Inward rectification of kainate currents in outside-out patches only provides evidence for the presence of Ca-A/K channels on the somatic membrane. To assess the presence of these channels at synaptic sites, some neurones in which mEPSCs were observed were left in whole-cell configuration, and rectification of mEPSCs estimated by comparing the mean amplitude of events at +40 mV with those at -60 mV. In a set of 11 cells with inwardly rectifying kainate currents (mean whole-cell RI of 0.44 ± 0.05), the I₊₄₀/I-₆₀ ratios were also low (0.43 ± 0.04; Fig. 1C). Thus, the apparent inward rectification of mEPSCs provides support for the presence of Ca-A/K channels in postsynaptic membranes of functional synapses.
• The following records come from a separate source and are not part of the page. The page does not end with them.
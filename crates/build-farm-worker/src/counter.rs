//! Running job counter
//!
//! One counter per pool, shared by handle. Workers hold a [`RunningJobGuard`]
//! for exactly the span of a job's execution, so the count is decremented on
//! every exit path, including panics unwinding through the worker.

use std::sync::atomic::{AtomicUsize, Ordering};
use std::sync::Arc;

/// Number of jobs currently inside execution
#[derive(Debug, Clone, Default)]
pub struct RunningJobs(Arc<AtomicUsize>);

impl RunningJobs {
    pub fn new() -> Self {
        Self::default()
    }

    /// Current number of executing jobs
    pub fn get(&self) -> usize {
        self.0.load(Ordering::Acquire)
    }

    /// Count a job as running until the returned guard is dropped
    pub fn start(&self) -> RunningJobGuard {
        self.0.fetch_add(1, Ordering::AcqRel);
        RunningJobGuard(Arc::clone(&self.0))
    }
}

/// Decrements the counter when dropped
#[derive(Debug)]
pub struct RunningJobGuard(Arc<AtomicUsize>);

impl Drop for RunningJobGuard {
    fn drop(&mut self) {
        self.0.fetch_sub(1, Ordering::AcqRel);
    }
}

#[cfg(test)]
mod tests {
    use super::*;

    #[test]
    fn test_guard_tracks_running_jobs() {
        let running = RunningJobs::new();
        assert_eq!(running.get(), 0);

        let first = running.start();
        let second = running.clone().start();
        assert_eq!(running.get(), 2);

        drop(first);
        assert_eq!(running.get(), 1);
        drop(second);
        assert_eq!(running.get(), 0);
    }

    #[test]
    fn test_guard_released_on_panic() {
        let running = RunningJobs::new();
        let handle = running.clone();

        let result = std::panic::catch_unwind(move || {
            let _guard = handle.start();
            panic!("build step exploded");
        });

        assert!(result.is_err());
        assert_eq!(running.get(), 0);
    }
}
In some experiments, outside-out patch recording (to assess RI) was followed by kainate-stimulated cobalt-uptake labelling. These techniques for assessing the presence of Ca-A/K channels were highly correlated; six out of six neurones with RI > 1.0 were unlabelled, whereas neurones with strong inward rectification (RI < 0.4, n= 12) were all labelled by the procedure (Fig. 2A). However, since cobalt-uptake histology requires fixation of the cells, it is not useful for pre-identification of Ca-A/K(+) neurones prior to recording. An alternative approach enabling detection of Ca-A/K channels in living neurones makes use of fluorescent Ca²⁺ imaging techniques to measure increases in [Ca²⁺]_i upon kainate exposure under conditions that minimize Ca²⁺ influx through VSCC and NMDA channels. Neurones were loaded with the calcium-sensitive fluorescent probe, Fura-2, and imaged before and during brief focal perfusion with kainate in sodium-free, high Ca²⁺ buffer (10Ca-EB), as described earlier. These exposures resulted in distinct segregation of responses between individual neurones, with a minority (<30 %) showing particularly abrupt rises (see Methods; Fig. 2B). Prior studies have revealed that assessment of the presence of Ca-A/K channels by this technique correlates closely with assessment by Co²⁺ labelling (Sensi et al. 1999). In addition, we found that 73 ± 8 % of neurones pre-identified as Ca-A/K(+) by this technique were also GAD(+) (n = 10 experiments, comprising 38 pre-identified Ca-A/K(+) neurones).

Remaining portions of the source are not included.